Les parents lisent des histoires aux enfants pour qu’ils s’endorment faisant alors usage du signifiant comme « cataplasme, onguent, médicament((Miller J.-A., « Préface », op. cit., p. 9.)) ». Parce qu’il n’a pas de rapport à la chose mais seulement à un autre signifiant, le « signifiant irréalise le monde((Miller J.-A., « Clinique ironique », La Cause freudienne, n°23, février 1993, p. 9.)) », souligne J.-A. Miller, pointant là l’effet de fiction de la parole. La « scène sur laquelle nous faisons monter ce monde […], c’est la dimension de l’histoire((Lacan J. Le Séminaire, livre X, L’Angoisse, texte établi par J.-A. Miller, Paris, Seuil, 2004, p. 44.)) », enseigne Lacan. Ainsi, les enfants ont accès au monde à partir des histoires qui leur sont racontées et qu’ils s’inventent à leur tour, situant dès lors dans l’Autre ce qui leur est étranger. Au début de son enseignement, Lacan montre que ce qui donne forme au corps, à savoir son image, est aussi ce qui donne forme au monde – il le reprend dans ses derniers Séminaires en énonçant que l’« amour-propre est le principe de l’imagination((Lacan J., Le Séminaire, livre XXIII, Le Sinthome, texte établi par J.-A. Miller, Paris, Seuil, 2005, p. 66.)) ».

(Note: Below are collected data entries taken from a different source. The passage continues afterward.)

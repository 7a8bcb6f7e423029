//! Value types for image operations.
//!
//! These types describe *what* to do, not *how* to do it. They are the
//! interface between the tool flows in [`operations`](super::operations), the
//! pixel work in [`transform`](super::transform), and the codecs behind
//! [`ImageBackend`](super::backend::ImageBackend).
//!
//! ## Types
//!
//! - [`Quality`]: Lossy encoding quality (0–100, default 80). Clamped on construction.
//! - [`Dimensions`]: Positive pixel size. Validated on construction; surfaces
//!   are only allocated for sizes within [`MAX_PIXELS`].
//! - [`CropRegion`]: Rectangle in source-pixel space.
//! - [`SourceFormat`] / [`OutputFormat`]: What we decode from / encode to.
//! - [`MergeDirection`]: Axis for concatenating images.
//! - [`CompressionSetting`]: A fixed quality, or one the AI collaborator picks.
//! - [`OutputSpec`]: Target format, quality and file name of one output.

use serde::{Deserialize, Serialize};
use std::fmt;
use std::str::FromStr;
use thiserror::Error;

/// Quality setting for lossy image encoding (0-100).
///
/// 0 is maximum compression, 100 is highest fidelity.
#[derive(Debug, Clone, Copy, PartialEq, Eq, PartialOrd, Ord, Hash, Serialize, Deserialize)]
#[serde(from = "u32", into = "u32")]
pub struct Quality(u8);

impl Quality {
    pub const fn new(value: u32) -> Self {
        Self(if value > 100 { 100 } else { value as u8 })
    }

    pub fn value(self) -> u32 {
        self.0 as u32
    }

    /// Quality for the JPEG encoder, which has a floor of 1.
    pub fn jpeg(self) -> u8 {
        self.0.max(1)
    }
}

impl Default for Quality {
    fn default() -> Self {
        Self(80)
    }
}

impl From<u32> for Quality {
    fn from(value: u32) -> Self {
        Self::new(value)
    }
}

impl From<Quality> for u32 {
    fn from(q: Quality) -> Self {
        q.value()
    }
}

impl fmt::Display for Quality {
    fn fmt(&self, f: &mut fmt::Formatter<'_>) -> fmt::Result {
        write!(f, "{}", self.0)
    }
}

#[derive(Error, Debug, Clone, Copy, PartialEq, Eq)]
#[error("dimensions must be positive, got {width}x{height}")]
pub struct InvalidDimensions {
    pub width: u32,
    pub height: u32,
}

/// Most pixels a single surface may hold: 512 MiB of RGBA, the same ceiling
/// the `image` crate's default `Limits` put on decoder allocations.
pub const MAX_PIXELS: u64 = 512 * 1024 * 1024 / 4;

#[derive(Error, Debug, Clone, Copy, PartialEq, Eq)]
#[error("{width}x{height} exceeds the limit of {MAX_PIXELS} pixels")]
pub struct TooLarge {
    pub width: u32,
    pub height: u32,
}

/// Pixel dimensions. Both sides are always positive.
#[derive(Debug, Clone, Copy, PartialEq, Eq, Hash, Serialize, Deserialize)]
#[serde(try_from = "(u32, u32)", into = "(u32, u32)")]
pub struct Dimensions {
    width: u32,
    height: u32,
}

impl Dimensions {
    pub fn new(width: u32, height: u32) -> Result<Self, InvalidDimensions> {
        if width == 0 || height == 0 {
            return Err(InvalidDimensions { width, height });
        }
        Ok(Self { width, height })
    }

    /// Build from sizes already known to be positive (decoded images, surfaces).
    pub(crate) fn from_positive(width: u32, height: u32) -> Self {
        debug_assert!(width > 0 && height > 0);
        Self {
            width: width.max(1),
            height: height.max(1),
        }
    }

    pub fn width(self) -> u32 {
        self.width
    }

    pub fn height(self) -> u32 {
        self.height
    }

    pub fn is_landscape(self) -> bool {
        self.width > self.height
    }

    pub fn pixel_count(self) -> u64 {
        self.width as u64 * self.height as u64
    }

    /// `self`, if a surface of this size stays within [`MAX_PIXELS`].
    pub fn within_pixel_limit(self) -> Result<Self, TooLarge> {
        if self.pixel_count() > MAX_PIXELS {
            return Err(TooLarge {
                width: self.width,
                height: self.height,
            });
        }
        Ok(self)
    }
}

impl TryFrom<(u32, u32)> for Dimensions {
    type Error = InvalidDimensions;

    fn try_from((width, height): (u32, u32)) -> Result<Self, Self::Error> {
        Self::new(width, height)
    }
}

impl From<Dimensions> for (u32, u32) {
    fn from(d: Dimensions) -> Self {
        (d.width, d.height)
    }
}

impl fmt::Display for Dimensions {
    fn fmt(&self, f: &mut fmt::Formatter<'_>) -> fmt::Result {
        write!(f, "{}x{}", self.width, self.height)
    }
}

impl FromStr for Dimensions {
    type Err = ParseError;

    /// Parse `WIDTHxHEIGHT`, e.g. `1080x1920`.
    fn from_str(s: &str) -> Result<Self, Self::Err> {
        let (w, h) = s
            .split_once(['x', 'X'])
            .ok_or_else(|| ParseError::new("dimensions", s))?;
        let width = w.trim().parse().map_err(|_| ParseError::new("dimensions", s))?;
        let height = h.trim().parse().map_err(|_| ParseError::new("dimensions", s))?;
        Self::new(width, height).map_err(|_| ParseError::new("dimensions", s))
    }
}

/// A rectangle in source-pixel space.
#[derive(Debug, Clone, Copy, PartialEq, Eq, Serialize, Deserialize)]
pub struct CropRegion {
    pub x: u32,
    pub y: u32,
    pub width: u32,
    pub height: u32,
}

impl CropRegion {
    /// The region covering a whole image.
    pub fn full(dims: Dimensions) -> Self {
        Self {
            x: 0,
            y: 0,
            width: dims.width(),
            height: dims.height(),
        }
    }

    /// Whether the region is non-empty and lies entirely inside `dims`.
    pub fn fits_within(&self, dims: Dimensions) -> bool {
        let right = self.x.checked_add(self.width);
        let bottom = self.y.checked_add(self.height);
        self.width > 0
            && self.height > 0
            && right.is_some_and(|r| r <= dims.width())
            && bottom.is_some_and(|b| b <= dims.height())
    }
}

/// Error for the `FromStr` impls in this module.
#[derive(Error, Debug, Clone, PartialEq, Eq)]
#[error("invalid {kind}: {value:?}")]
pub struct ParseError {
    pub kind: &'static str,
    pub value: String,
}

impl ParseError {
    fn new(kind: &'static str, value: &str) -> Self {
        Self {
            kind,
            value: value.to_string(),
        }
    }
}

/// Formats the decoder accepts.
#[derive(Debug, Clone, Copy, PartialEq, Eq, Hash, Serialize, Deserialize)]
#[serde(rename_all = "lowercase")]
pub enum SourceFormat {
    Jpeg,
    Png,
    WebP,
    Gif,
    Pdf,
}

impl SourceFormat {
    /// Map a MIME type to a source format. Parameters (`;charset=...`) are ignored.
    pub fn from_mime(mime: &str) -> Option<Self> {
        let essence = mime.split(';').next().unwrap_or("").trim();
        match essence.to_ascii_lowercase().as_str() {
            "image/jpeg" | "image/jpg" | "image/pjpeg" => Some(Self::Jpeg),
            "image/png" => Some(Self::Png),
            "image/webp" => Some(Self::WebP),
            "image/gif" => Some(Self::Gif),
            "application/pdf" => Some(Self::Pdf),
            _ => None,
        }
    }

    pub fn mime_type(self) -> &'static str {
        self.output_format().mime_type()
    }

    /// The format a re-encode of this source keeps. PDF sources become PNG.
    pub fn raster_output(self) -> OutputFormat {
        match self {
            Self::Pdf => OutputFormat::Png,
            other => other.output_format(),
        }
    }

    fn output_format(self) -> OutputFormat {
        match self {
            Self::Jpeg => OutputFormat::Jpeg,
            Self::Png => OutputFormat::Png,
            Self::WebP => OutputFormat::WebP,
            Self::Gif => OutputFormat::Gif,
            Self::Pdf => OutputFormat::Pdf,
        }
    }
}

/// Formats the encoder produces.
#[derive(Debug, Clone, Copy, PartialEq, Eq, Hash, Serialize, Deserialize)]
#[serde(rename_all = "lowercase")]
pub enum OutputFormat {
    Jpeg,
    Png,
    WebP,
    Gif,
    Pdf,
}

impl OutputFormat {
    /// Raster formats offered by the converter, in menu order.
    pub const RASTER: [OutputFormat; 4] = [Self::Jpeg, Self::Png, Self::WebP, Self::Gif];

    pub fn extension(self) -> &'static str {
        match self {
            Self::Jpeg => "jpeg",
            Self::Png => "png",
            Self::WebP => "webp",
            Self::Gif => "gif",
            Self::Pdf => "pdf",
        }
    }

    pub fn mime_type(self) -> &'static str {
        match self {
            Self::Jpeg => "image/jpeg",
            Self::Png => "image/png",
            Self::WebP => "image/webp",
            Self::Gif => "image/gif",
            Self::Pdf => "application/pdf",
        }
    }

    /// Whether the encoder honors a quality parameter for this format.
    pub fn is_lossy(self) -> bool {
        matches!(self, Self::Jpeg | Self::WebP | Self::Pdf)
    }

    pub fn label(self) -> &'static str {
        match self {
            Self::Jpeg => "JPEG",
            Self::Png => "PNG",
            Self::WebP => "WebP",
            Self::Gif => "GIF",
            Self::Pdf => "PDF",
        }
    }
}

impl fmt::Display for OutputFormat {
    fn fmt(&self, f: &mut fmt::Formatter<'_>) -> fmt::Result {
        f.write_str(self.label())
    }
}

impl FromStr for OutputFormat {
    type Err = ParseError;

    fn from_str(s: &str) -> Result<Self, Self::Err> {
        match s.trim().to_ascii_lowercase().as_str() {
            "jpeg" | "jpg" => Ok(Self::Jpeg),
            "png" => Ok(Self::Png),
            "webp" => Ok(Self::WebP),
            "gif" => Ok(Self::Gif),
            "pdf" => Ok(Self::Pdf),
            _ => Err(ParseError::new("output format", s)),
        }
    }
}

/// Axis along which merged images are concatenated.
#[derive(Debug, Clone, Copy, PartialEq, Eq, Default, Serialize, Deserialize)]
#[serde(rename_all = "lowercase")]
pub enum MergeDirection {
    #[default]
    Horizontal,
    Vertical,
}

impl FromStr for MergeDirection {
    type Err = ParseError;

    fn from_str(s: &str) -> Result<Self, Self::Err> {
        match s.trim().to_ascii_lowercase().as_str() {
            "horizontal" | "h" => Ok(Self::Horizontal),
            "vertical" | "v" => Ok(Self::Vertical),
            _ => Err(ParseError::new("merge direction", s)),
        }
    }
}

/// How the compressor picks its quality.
#[derive(Debug, Clone, Copy, PartialEq, Eq)]
pub enum CompressionSetting {
    Fixed(Quality),
    /// Resolved to a concrete quality by the AI collaborator before encoding.
    AiSuggested,
}

impl Default for CompressionSetting {
    fn default() -> Self {
        Self::Fixed(Quality::default())
    }
}

/// Target of a single encode: format, optional quality and output file name.
#[derive(Debug, Clone, PartialEq, Eq)]
pub struct OutputSpec {
    pub format: OutputFormat,
    pub quality: Option<Quality>,
    pub file_name: String,
}

impl OutputSpec {
    /// Output named after `source_name` with the extension swapped for `format`'s.
    pub fn for_source(source_name: &str, format: OutputFormat, quality: Option<Quality>) -> Self {
        Self {
            format,
            quality,
            file_name: crate::naming::replace_extension(source_name, format.extension()),
        }
    }
}

#[cfg(test)]
mod tests {
    use super::*;

    #[test]
    fn quality_clamps_to_valid_range() {
        assert_eq!(Quality::new(0).value(), 0);
        assert_eq!(Quality::new(50).value(), 50);
        assert_eq!(Quality::new(150).value(), 100);
    }

    #[test]
    fn quality_default_is_80() {
        assert_eq!(Quality::default().value(), 80);
    }

    #[test]
    fn quality_jpeg_floor_is_one() {
        assert_eq!(Quality::new(0).jpeg(), 1);
        assert_eq!(Quality::new(90).jpeg(), 90);
    }

    #[test]
    fn dimensions_reject_zero() {
        assert!(Dimensions::new(0, 10).is_err());
        assert!(Dimensions::new(10, 0).is_err());
        assert_eq!(Dimensions::new(4, 3).unwrap().width(), 4);
    }

    #[test]
    fn pixel_limit_allows_large_photos() {
        let d = Dimensions::new(12_000, 8_000).unwrap();
        assert_eq!(d.within_pixel_limit(), Ok(d));
    }

    #[test]
    fn pixel_limit_rejects_huge_sizes() {
        let d = Dimensions::new(4_000_000_000, 1).unwrap();
        assert_eq!(
            d.within_pixel_limit(),
            Err(TooLarge {
                width: 4_000_000_000,
                height: 1
            })
        );
        let d = Dimensions::new(u32::MAX, u32::MAX).unwrap();
        assert_eq!(d.pixel_count(), u32::MAX as u64 * u32::MAX as u64);
        assert!(d.within_pixel_limit().is_err());
    }

    #[test]
    fn dimensions_parse() {
        let d: Dimensions = "1080x1920".parse().unwrap();
        assert_eq!((d.width(), d.height()), (1080, 1920));
        assert!("1080".parse::<Dimensions>().is_err());
        assert!("0x5".parse::<Dimensions>().is_err());
    }

    #[test]
    fn crop_region_full_fits() {
        let dims = Dimensions::new(640, 480).unwrap();
        assert!(CropRegion::full(dims).fits_within(dims));
    }

    #[test]
    fn crop_region_out_of_bounds() {
        let dims = Dimensions::new(100, 100).unwrap();
        let region = CropRegion {
            x: 50,
            y: 0,
            width: 51,
            height: 10,
        };
        assert!(!region.fits_within(dims));
    }

    #[test]
    fn crop_region_overflow_does_not_fit() {
        let dims = Dimensions::new(100, 100).unwrap();
        let region = CropRegion {
            x: u32::MAX,
            y: 0,
            width: 2,
            height: 2,
        };
        assert!(!region.fits_within(dims));
    }

    #[test]
    fn crop_region_empty_does_not_fit() {
        let dims = Dimensions::new(100, 100).unwrap();
        let region = CropRegion {
            x: 0,
            y: 0,
            width: 0,
            height: 10,
        };
        assert!(!region.fits_within(dims));
    }

    #[test]
    fn output_format_parse_accepts_jpg() {
        assert_eq!("JPG".parse::<OutputFormat>().unwrap(), OutputFormat::Jpeg);
        assert_eq!("WebP".parse::<OutputFormat>().unwrap(), OutputFormat::WebP);
        assert!("bmp".parse::<OutputFormat>().is_err());
    }

    #[test]
    fn source_format_from_mime_ignores_parameters() {
        assert_eq!(
            SourceFormat::from_mime("image/png; charset=binary"),
            Some(SourceFormat::Png)
        );
        assert_eq!(SourceFormat::from_mime("IMAGE/JPEG"), Some(SourceFormat::Jpeg));
        assert_eq!(SourceFormat::from_mime("image/bmp"), None);
    }

    #[test]
    fn pdf_source_reencodes_as_png() {
        assert_eq!(SourceFormat::Pdf.raster_output(), OutputFormat::Png);
        assert_eq!(SourceFormat::Gif.raster_output(), OutputFormat::Gif);
    }

    #[test]
    fn output_spec_replaces_extension() {
        let spec = OutputSpec::for_source("holiday.photo.jpg", OutputFormat::WebP, None);
        assert_eq!(spec.file_name, "holiday.photo.webp");
    }

    #[test]
    fn merge_direction_parse() {
        assert_eq!(
            "vertical".parse::<MergeDirection>().unwrap(),
            MergeDirection::Vertical
        );
        assert_eq!(MergeDirection::default(), MergeDirection::Horizontal);
    }
}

Une petite fille âgée de trois ans, reçue avec sa mère dans une institution, initie un jeu de cache-cache quand elle entend cette dernière parler d’elle. Les objets pulsionnels sont mis en circulation dans une saynète où elle doit se protéger du regard du loup qui veut la dévorer. C’est en se faisant représenter par des signifiants que le sujet s’extrait de sa position fondamentale d’objet a. Les rêves et les fantasmes de l’enfant indexent ces moments « de transformation de l’objet a en $((Miller J.-A., « Développement et structure dans la direction de la cure », La Petite Girafe, n°30, octobre 2009, p. 9.)) » qui trouvent à se déployer dans les fictions et dans la rencontre transférentielle. C’est en se faisant docile aux fantaisies, aux pantomimes de l’enfant que l’acte de l’analyste pourra opérer.

Les rêves et les fantasmes relèvent de l’accomplissement d’un désir, mais ils diffèrent dans leur rapport au réel : le rêve le convoque là où le fantasme le masque par la fiction du lien sexuel. Considérer le temps logique propre à l’enfance en faisant toute sa place à l’inconscient de l’enfant est l’enjeu politique, clinique et épistémique de cette journée.